This week, after a very dry August, we had three consecutive humid days with temperatures in the low 30s, then followed by a short and torrential downpour on Thursday, for which I was very grateful and I am sure the garden was too. I was brushing past the still-burgeoning cutting beds a day or two later on my way to fill watering cans from what was probably now a full water butt, when I inadvertently broke an overhanging stem of a sunflower. Most of the sunflowers are at the back of their bed and staked, but this was one had self-seeded right in the front corner. Admittedly it has not grown huge, being a very accommodating and readily pickable 3 or 4 feet tall, but the stems are still quite thick and heavy.

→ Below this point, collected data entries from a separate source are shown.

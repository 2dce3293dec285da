//! Handle database requests.

use std::collections::HashMap;
use std::sync::RwLock;

use async_trait::async_trait;
use sqlx::{Pool, Postgres};

use crate::user::User;

pub type Result<T> = std::result::Result<T, RepositoryError>;

const EMAIL_CONSTRAINT: &str = "users_email_key";
const USERNAME_CONSTRAINT: &str = "users_username_key";

/// Column with a uniqueness constraint.
#[derive(Clone, Copy, Debug, PartialEq, Eq)]
pub enum UniqueField {
    Email,
    Username,
}

impl UniqueField {
    pub fn as_str(&self) -> &'static str {
        match self {
            UniqueField::Email => "email",
            UniqueField::Username => "username",
        }
    }
}

#[derive(Debug, thiserror::Error)]
pub enum RepositoryError {
    #[error("{} already taken", .0.as_str())]
    Conflict(UniqueField),
    #[error("user not found")]
    NotFound,
    #[error("SQL request failed: {0}")]
    Database(#[from] sqlx::Error),
    #[error("repository unavailable: {0}")]
    Unavailable(String),
}

/// Persistence of [`User`]s.
///
/// Email and username are each unique among all users, verified or not.
#[async_trait]
pub trait UserRepository: Send + Sync {
    /// Persist a new user.
    async fn register(&self, user: &User) -> Result<()>;
    /// Find any user by its `id`.
    async fn find_user_by_id(&self, id: &str) -> Result<User>;
    /// Find a user with a proven email by `email`.
    async fn find_verified_user_by_email(&self, email: &str) -> Result<User>;
    /// Find a user with a proven email by `username`.
    async fn find_verified_user_by_username(
        &self,
        username: &str,
    ) -> Result<User>;
    /// Persist the mutable fields of an existing user.
    async fn update(&self, user: &User) -> Result<()>;
}

const SELECT_USER: &str = r#"SELECT id, first_name, last_name, username, email, password,
    verified_at, created_at, updated_at
    FROM users"#;

/// PostgreSQL backed [`UserRepository`].
#[derive(Clone)]
pub struct PgUserRepository {
    pool: Pool<Postgres>,
}

impl PgUserRepository {
    /// Create a new [`PgUserRepository`].
    pub fn new(pool: Pool<Postgres>) -> Self {
        Self { pool }
    }

    async fn find_one(&self, filter: &str, value: &str) -> Result<User> {
        let query = format!("{SELECT_USER} WHERE {filter}");

        sqlx::query_as::<_, User>(&query)
            .bind(value)
            .fetch_optional(&self.pool)
            .await?
            .ok_or(RepositoryError::NotFound)
    }
}

fn map_insert_error(err: sqlx::Error) -> RepositoryError {
    if let Some(db_err) = err.as_database_error() {
        if db_err.is_unique_violation() {
            match db_err.constraint() {
                Some(EMAIL_CONSTRAINT) => {
                    return RepositoryError::Conflict(UniqueField::Email);
                },
                Some(USERNAME_CONSTRAINT) => {
                    return RepositoryError::Conflict(UniqueField::Username);
                },
                _ => {},
            }
        }
    }

    RepositoryError::Database(err)
}

#[async_trait]
impl UserRepository for PgUserRepository {
    async fn register(&self, user: &User) -> Result<()> {
        sqlx::query(
            r#"INSERT INTO users (id, first_name, last_name, username, email, password,
                verified_at, created_at, updated_at)
                VALUES ($1, $2, $3, $4, $5, $6, $7, $8, $9)"#,
        )
        .bind(&user.id)
        .bind(&user.first_name)
        .bind(&user.last_name)
        .bind(&user.username)
        .bind(&user.email)
        .bind(&user.password)
        .bind(user.verified_at)
        .bind(user.created_at)
        .bind(user.updated_at)
        .execute(&self.pool)
        .await
        .map_err(map_insert_error)?;

        Ok(())
    }

    async fn find_user_by_id(&self, id: &str) -> Result<User> {
        self.find_one("id = $1", id).await
    }

    async fn find_verified_user_by_email(&self, email: &str) -> Result<User> {
        self.find_one("email = $1 AND verified_at IS NOT NULL", email)
            .await
    }

    async fn find_verified_user_by_username(
        &self,
        username: &str,
    ) -> Result<User> {
        self.find_one("username = $1 AND verified_at IS NOT NULL", username)
            .await
    }

    async fn update(&self, user: &User) -> Result<()> {
        let result = sqlx::query(
            r#"UPDATE users
                SET first_name = $1, last_name = $2, verified_at = $3, updated_at = $4
                WHERE id = $5"#,
        )
        .bind(&user.first_name)
        .bind(&user.last_name)
        .bind(user.verified_at)
        .bind(user.updated_at)
        .bind(&user.id)
        .execute(&self.pool)
        .await?;

        if result.rows_affected() == 0 {
            return Err(RepositoryError::NotFound);
        }

        Ok(())
    }
}

/// In-process [`UserRepository`], used when no database is configured.
#[derive(Debug, Default)]
pub struct MemoryUserRepository {
    users: RwLock<HashMap<String, User>>,
}

impl MemoryUserRepository {
    /// Create a new empty [`MemoryUserRepository`].
    pub fn new() -> Self {
        Self::default()
    }

    fn find<F>(&self, predicate: F) -> Result<User>
    where
        F: Fn(&User) -> bool,
    {
        let users = self
            .users
            .read()
            .map_err(|err| RepositoryError::Unavailable(err.to_string()))?;

        users
            .values()
            .find(|user| predicate(user))
            .cloned()
            .ok_or(RepositoryError::NotFound)
    }
}

#[async_trait]
impl UserRepository for MemoryUserRepository {
    async fn register(&self, user: &User) -> Result<()> {
        let mut users = self
            .users
            .write()
            .map_err(|err| RepositoryError::Unavailable(err.to_string()))?;

        if users.values().any(|u| u.email == user.email) {
            return Err(RepositoryError::Conflict(UniqueField::Email));
        }
        if users.values().any(|u| u.username == user.username) {
            return Err(RepositoryError::Conflict(UniqueField::Username));
        }

        users.insert(user.id.clone(), user.clone());
        Ok(())
    }

    async fn find_user_by_id(&self, id: &str) -> Result<User> {
        self.find(|user| user.id == id)
    }

    async fn find_verified_user_by_email(&self, email: &str) -> Result<User> {
        self.find(|user| user.email == email && user.verified_at.is_some())
    }

    async fn find_verified_user_by_username(
        &self,
        username: &str,
    ) -> Result<User> {
        self.find(|user| {
            user.username == username && user.verified_at.is_some()
        })
    }

    async fn update(&self, user: &User) -> Result<()> {
        let mut users = self
            .users
            .write()
            .map_err(|err| RepositoryError::Unavailable(err.to_string()))?;

        match users.get_mut(&user.id) {
            Some(stored) => {
                *stored = user.clone();
                Ok(())
            },
            None => Err(RepositoryError::NotFound),
        }
    }
}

Instead of putting the branched stem, which had two or three flower heads as well as a couple of spent blooms, onto the compost heap, I trimmed it and popped the budded stems into a vase on the kitchen window sill. I was very much enjoying the structure of the stems and buds and as Monday approached, it occurred to me that it would make a very suitable vase. Will the buds open? No idea, but I shall remain optimistic, and to accompany the potentially sunny blooms I have added a sky blue cocktail umbrella to protect us from their heat. The vase itself is a cheap glass one which was probably a ten pin bowling trophy for the Golfer or myself.

The photograph of the vase does not really do it justice, failing to highlight the architectural structure of the stems and buds (the angle of the shot, perhaps?) but this won’t stop me from enjoying the real thing. I hope you too can find something to pick from your garden to pop in a vase and bring you pleasure; if you do, please consider sharing it with us by leaving links to and from this post.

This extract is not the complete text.